Em resumo, há elementos no Cânon da missa que indicam que ele tem sua origem, dentre outras, em São Paulo, por meio de São Clemente, que foi seu companheiro e finalmente Bispo de Roma. Estes elementos só fortalecem nosso conhecimento de que esse rito é propriamente o rito de Roma, desde o começo.
Finalmente, vemos que, antes das palavras da consagração do vinho, o sacerdote diz: “De igual modo, terminada a ceia, tomou também este precioso cálice em suas santas e veneráveis mãos, e novamente dando-vos graças, etc…”.
Notemos bem estas palavras, que não são gratuitas: “[Cristo] tomou também este precioso cálice em suas santas e veneráveis mãos“. Este cálice! Não qualquer cálice, mas este precioso cálice, este cálice que Cristo usou pessoalmente na Santa Ceia, e que por isso tem mais valor do que qualquer outro cálice! O que indica que quem usava este rito que rezamos, o rito romano tradicional, rezava a Santa Missa com o mesmíssimo cálice que Cristo usou na Última Ceia. E é muito razoável pensar que este cálice fosse usado no rito de Roma, por São Pedro, que havia sido nomeado por Cristo mesmo para ficar no seu lugar aqui na terra, para ser seu vigário (um vigário é uma pessoa que está no lugar de outra, na sua ausência): “Apascenta as minhas ovelhas” (S. João 21, 16), disse Cristo para São Pedro. E sendo o vigário de Cristo, era justo que o bispo de Roma rezasse suas missas com o mesmo cálice que Cristo usou na primeira missa da História.
O conjunto das orações da missa foi sendo constituído progressivamente ao longo dos séculos, mas suas raízes estão nos Apóstolos São Pedro e São Paulo, nos que os acompanharam e ajudaram a fundar e a governar Roma.

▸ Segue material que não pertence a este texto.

use serde::{Deserialize, Serialize};
use strum::{Display, FromRepr};

/// Status codes mirrored from the billing service's wire surface.
///
/// The discriminants are the integer codes carried by the purchase-result
/// broadcast, so [`BillingResponse::from_code`] round-trips with
/// [`BillingResponse::code`].
#[derive(
    Debug, Clone, Copy, PartialEq, Eq, Hash, Serialize, Deserialize, Display, FromRepr,
)]
#[repr(i32)]
pub enum BillingResponse {
    ServiceDisconnected = -1,
    Ok = 0,
    UserCanceled = 1,
    ServiceUnavailable = 2,
    BillingUnavailable = 3,
    ItemUnavailable = 4,
    DeveloperError = 5,
    Error = 6,
    ItemAlreadyOwned = 7,
    ItemNotOwned = 8,
}

impl BillingResponse {
    /// The integer form used in broadcast extras.
    pub fn code(self) -> i32 {
        self as i32
    }

    /// Decode an integer code; unknown codes yield `None`.
    pub fn from_code(code: i32) -> Option<Self> {
        Self::from_repr(code)
    }
}
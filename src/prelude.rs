//! One-stop imports for the common surface.

pub use crate::broadcast::{BroadcastBus, Intent};
pub use crate::client::{ConnectionListener, SandboxBillingClient};
pub use crate::error::{BillingError, BillingResult};
pub use crate::flow::{PurchasePrompt, Storefront};
pub use crate::models::{Purchase, PurchasesResult, SkuDetails, SkuType};
pub use crate::params::{BillingFlowParams, SkuDetailsParams};
pub use crate::response::BillingResponse;
pub use crate::store::BillingStore;
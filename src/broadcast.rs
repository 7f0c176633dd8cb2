//! Process-local broadcast bus, the stand-in for platform inter-component
//! messaging.
//!
//! Receivers register for a single action string. Delivery happens on a
//! dispatch thread owned by the bus, in broadcast order; [`BroadcastBus::broadcast`]
//! never blocks on receivers.

use std::collections::HashMap;
use std::sync::atomic::{AtomicU64, Ordering};
use std::sync::{Arc, Mutex, OnceLock};
use std::thread;

use crossbeam_channel::{Sender, unbounded};

/// Addressed message carried over the bus.
///
/// Extras are typed key-value slots; the purchase flow rides an integer
/// response code and a serialized-purchase blob.
#[derive(Debug, Clone)]
pub struct Intent {
    action: String,
    ints: HashMap<String, i64>,
    strings: HashMap<String, String>,
    blobs: HashMap<String, Vec<u8>>,
}

impl Intent {
    pub fn new(action: impl Into<String>) -> Self {
        Self {
            action: action.into(),
            ints: HashMap::new(),
            strings: HashMap::new(),
            blobs: HashMap::new(),
        }
    }

    pub fn action(&self) -> &str {
        &self.action
    }

    pub fn with_int(mut self, key: impl Into<String>, value: i64) -> Self {
        self.ints.insert(key.into(), value);
        self
    }

    pub fn with_string(mut self, key: impl Into<String>, value: impl Into<String>) -> Self {
        self.strings.insert(key.into(), value.into());
        self
    }

    pub fn with_blob(mut self, key: impl Into<String>, value: Vec<u8>) -> Self {
        self.blobs.insert(key.into(), value);
        self
    }

    pub fn int(&self, key: &str) -> Option<i64> {
        self.ints.get(key).copied()
    }

    pub fn string(&self, key: &str) -> Option<&str> {
        self.strings.get(key).map(String::as_str)
    }

    pub fn blob(&self, key: &str) -> Option<&[u8]> {
        self.blobs.get(key).map(Vec::as_slice)
    }
}

/// Handle for a registered receiver; pass it back to
/// [`BroadcastBus::unregister`].
#[derive(Debug, Clone, Copy, PartialEq, Eq)]
pub struct ReceiverId(u64);

type Handler = Arc<dyn Fn(&Intent) + Send + Sync>;

struct Registration {
    id: u64,
    action: String,
    handler: Handler,
}

#[derive(Clone)]
pub struct BroadcastBus {
    inner: Arc<BusInner>,
}

struct BusInner {
    tx: Sender<Intent>,
    receivers: Arc<Mutex<Vec<Registration>>>,
    next_id: AtomicU64,
}

impl BroadcastBus {
    /// Create a bus with its own dispatch thread.
    pub fn new() -> Self {
        let (tx, rx) = unbounded::<Intent>();
        let receivers: Arc<Mutex<Vec<Registration>>> = Arc::new(Mutex::new(Vec::new()));
        let dispatch_receivers = Arc::clone(&receivers);
        thread::spawn(move || {
            for intent in rx {
                // Snapshot matching handlers so receivers may register or
                // unregister from inside a callback.
                let handlers: Vec<Handler> = {
                    let guard = dispatch_receivers
                        .lock()
                        .unwrap_or_else(|e| e.into_inner());
                    guard
                        .iter()
                        .filter(|r| r.action == intent.action())
                        .map(|r| Arc::clone(&r.handler))
                        .collect()
                };
                for handler in handlers {
                    handler(&intent);
                }
            }
        });
        Self {
            inner: Arc::new(BusInner {
                tx,
                receivers,
                next_id: AtomicU64::new(0),
            }),
        }
    }

    /// The process-wide bus, created on first use.
    pub fn local() -> BroadcastBus {
        static LOCAL: OnceLock<BroadcastBus> = OnceLock::new();
        LOCAL.get_or_init(BroadcastBus::new).clone()
    }

    /// Register a receiver for one action.
    pub fn register(
        &self,
        action: impl Into<String>,
        handler: impl Fn(&Intent) + Send + Sync + 'static,
    ) -> ReceiverId {
        let id = self.inner.next_id.fetch_add(1, Ordering::Relaxed);
        let mut guard = self
            .inner
            .receivers
            .lock()
            .unwrap_or_else(|e| e.into_inner());
        guard.push(Registration {
            id,
            action: action.into(),
            handler: Arc::new(handler),
        });
        ReceiverId(id)
    }

    /// Unregistering an unknown id is a no-op.
    pub fn unregister(&self, id: ReceiverId) {
        let mut guard = self
            .inner
            .receivers
            .lock()
            .unwrap_or_else(|e| e.into_inner());
        guard.retain(|r| r.id != id.0);
    }

    /// Queue an intent for delivery and return immediately.
    pub fn broadcast(&self, intent: Intent) {
        if self.inner.tx.send(intent).is_err() {
            log::warn!("broadcast dispatch thread is gone; dropping intent");
        }
    }
}

impl Default for BroadcastBus {
    fn default() -> Self {
        Self::new()
    }
}
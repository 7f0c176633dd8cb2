//! Record types persisted by [`crate::store::BillingStore`] and the result
//! shapes handed to listeners.

use bincode::{Decode, Encode};
use serde::{Deserialize, Serialize};
use strum::{AsRefStr, Display, EnumString};
use typed_builder::TypedBuilder;

use crate::response::BillingResponse;

/// Product classes understood by the billing surface.
///
/// The wire form is the lowercase string the billing service uses
/// (`"inapp"`, `"subs"`); entry points that take the string form parse it
/// with [`std::str::FromStr`].
#[derive(
    Debug,
    Clone,
    Copy,
    PartialEq,
    Eq,
    Hash,
    Encode,
    Decode,
    Serialize,
    Deserialize,
    EnumString,
    Display,
    AsRefStr,
)]
pub enum SkuType {
    /// One-time product, consumable after purchase.
    #[strum(serialize = "inapp")]
    #[serde(rename = "inapp")]
    InApp,
    /// Recurring subscription.
    #[strum(serialize = "subs")]
    #[serde(rename = "subs")]
    Subs,
}

/// Catalog entry for a purchasable product.
#[derive(
    Debug, Clone, PartialEq, Eq, Encode, Decode, Serialize, Deserialize, TypedBuilder,
)]
#[builder(doc, field_defaults(setter(into)))]
pub struct SkuDetails {
    /// Product identifier, unique within a store.
    pub sku: String,
    pub sku_type: SkuType,
    /// Display price, already formatted ("$3.99").
    pub price: String,
    #[builder(default)]
    pub title: String,
    #[builder(default)]
    pub description: String,
}

/// A completed purchase, keyed by its token.
#[derive(
    Debug, Clone, PartialEq, Eq, Encode, Decode, Serialize, Deserialize, TypedBuilder,
)]
#[builder(doc, field_defaults(setter(into)))]
pub struct Purchase {
    pub order_id: String,
    pub sku: String,
    pub sku_type: SkuType,
    /// Unique token identifying this transaction.
    pub purchase_token: String,
    /// Epoch milliseconds, the unit the billing service reports.
    pub purchase_time: i64,
    /// Opaque receipt metadata supplied by the application.
    #[builder(default)]
    pub developer_payload: String,
}

/// Response code plus purchase list, the shape synchronous purchase queries
/// return.
#[derive(Debug, Clone, PartialEq, Eq)]
pub struct PurchasesResult {
    pub response: BillingResponse,
    pub purchases: Vec<Purchase>,
}

impl PurchasesResult {
    pub fn new(response: BillingResponse, purchases: Vec<Purchase>) -> Self {
        Self {
            response,
            purchases,
        }
    }

    pub fn ok(purchases: Vec<Purchase>) -> Self {
        Self::new(BillingResponse::Ok, purchases)
    }

    /// A failure result carries no purchases.
    pub fn failure(response: BillingResponse) -> Self {
        Self::new(response, Vec::new())
    }
}
//! Time source for every TTL check in the crate.

use std::sync::{PoisonError, RwLock};

use chrono::{DateTime, Duration, Utc};

pub trait Clock: Send + Sync {
    fn now(&self) -> DateTime<Utc>;
}

/// Wall clock
#[derive(Debug, Default, Clone, Copy)]
pub struct SystemClock;

impl Clock for SystemClock {
    fn now(&self) -> DateTime<Utc> {
        Utc::now()
    }
}

/// A clock that only moves when told to. Used to make expiry deterministic.
#[derive(Debug)]
pub struct ManualClock {
    now: RwLock<DateTime<Utc>>,
}

impl ManualClock {
    pub fn new(start: DateTime<Utc>) -> Self {
        Self {
            now: RwLock::new(start),
        }
    }

    pub fn advance(&self, by: Duration) {
        let mut now = self.now.write().unwrap_or_else(PoisonError::into_inner);
        *now += by;
    }

    pub fn set(&self, to: DateTime<Utc>) {
        *self.now.write().unwrap_or_else(PoisonError::into_inner) = to;
    }
}

impl Clock for ManualClock {
    fn now(&self) -> DateTime<Utc> {
        *self.now.read().unwrap_or_else(PoisonError::into_inner)
    }
}
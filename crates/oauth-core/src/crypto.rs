//! Random secrets, hashing and PKCE verification.

use base64::Engine;
use base64::engine::general_purpose::URL_SAFE_NO_PAD;
use rand::Rng;
use sha2::{Digest, Sha256};
use subtle::ConstantTimeEq;

use crate::model::PkceMethod;

/// Length of authorization codes (~190 bits of entropy)
pub const CODE_LENGTH: usize = 32;

/// Length of refresh tokens and client secrets
pub const SECRET_LENGTH: usize = 48;

/// Generate a cryptographically secure random string
pub fn generate_random_string(len: usize) -> String {
    const CHARSET: &[u8] = b"ABCDEFGHIJKLMNOPQRSTUVWXYZabcdefghijklmnopqrstuvwxyz0123456789";
    let mut rng = rand::rng();
    (0..len)
        .map(|_| {
            let idx = rng.random_range(0..CHARSET.len());
            CHARSET[idx] as char
        })
        .collect()
}

/// Hash a token/code/secret for storage (raw values are never stored)
pub fn hash_token(token: &str) -> String {
    let mut hasher = Sha256::new();
    hasher.update(token.as_bytes());
    URL_SAFE_NO_PAD.encode(hasher.finalize())
}

/// `BASE64URL(SHA256(verifier))`, the S256 code challenge for a verifier.
pub fn pkce_challenge(verifier: &str) -> String {
    hash_token(verifier)
}

pub fn constant_time_eq(a: &str, b: &str) -> bool {
    a.as_bytes().ct_eq(b.as_bytes()).into()
}

/// Check a `code_verifier` against the challenge stored with a code.
pub fn verify_pkce(method: PkceMethod, challenge: &str, verifier: &str) -> bool {
    match method {
        PkceMethod::S256 => constant_time_eq(&pkce_challenge(verifier), challenge),
        PkceMethod::Plain => constant_time_eq(verifier, challenge),
    }
}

Nossa adesão ao rito romano tradicional é uma declaração de total união ao chefe de Roma, ao chefe da Igreja, ao Vigário de Cristo. Sob esta missa estão dois mil anos de papado e de vida católica. Nossas orações têm origem nas mesmas orações que a primeira geração de cristãos em Roma dirigia a Deus cada vez que eram consagrados o Corpo e o Sangue de Nosso Senhor nas missas que eram rezadas na Cidade Eterna.
Ao virmos aqui na Santa Missa, a primeira coisa que devemos fazer, interiormente, é abaixar nossa cabeça, por causa da veneração que essas orações merecem, por causa da veneração que merecem aqueles que as escreveram e que as usaram primeiramente, para não sermos culpados de impiedade no dia do Juízo, diante das orações mais santas e veneráveis da Igreja Católica. Cada um de nós deve cair em si mesmo, e se dar conta do que está acontecendo aqui quando a missa é rezada. Todo o Corpo Místico de Cristo volta os seus olhos para nós, e para o que é feito aqui. São Pedro e São Paulo, São Clemente, São Dâmaso, São Gregório, do alto dos Céus… todos eles, que compuseram pouco a pouco este rito.
Nossa conduta aqui nas missas deve ter toda a reverência que o rito antigo e venerável de Roma merece, que nós usamos para consagrar o Corpo e o Sangue de Nosso Senhor. E não guardá-lo para nós mesmos, mas levá-lo aos outros. Esse rito não é nosso. Ele é um tesouro de toda a Igreja, e devemos fazer todo nosso esforço para que ele seja efetivamente dado para toda a Igreja, ajudando as pessoas a conhecê-lo, e os padres a rezá-lo.
Em nome do Pai e do Filho + e do Espírito Santo. Amém.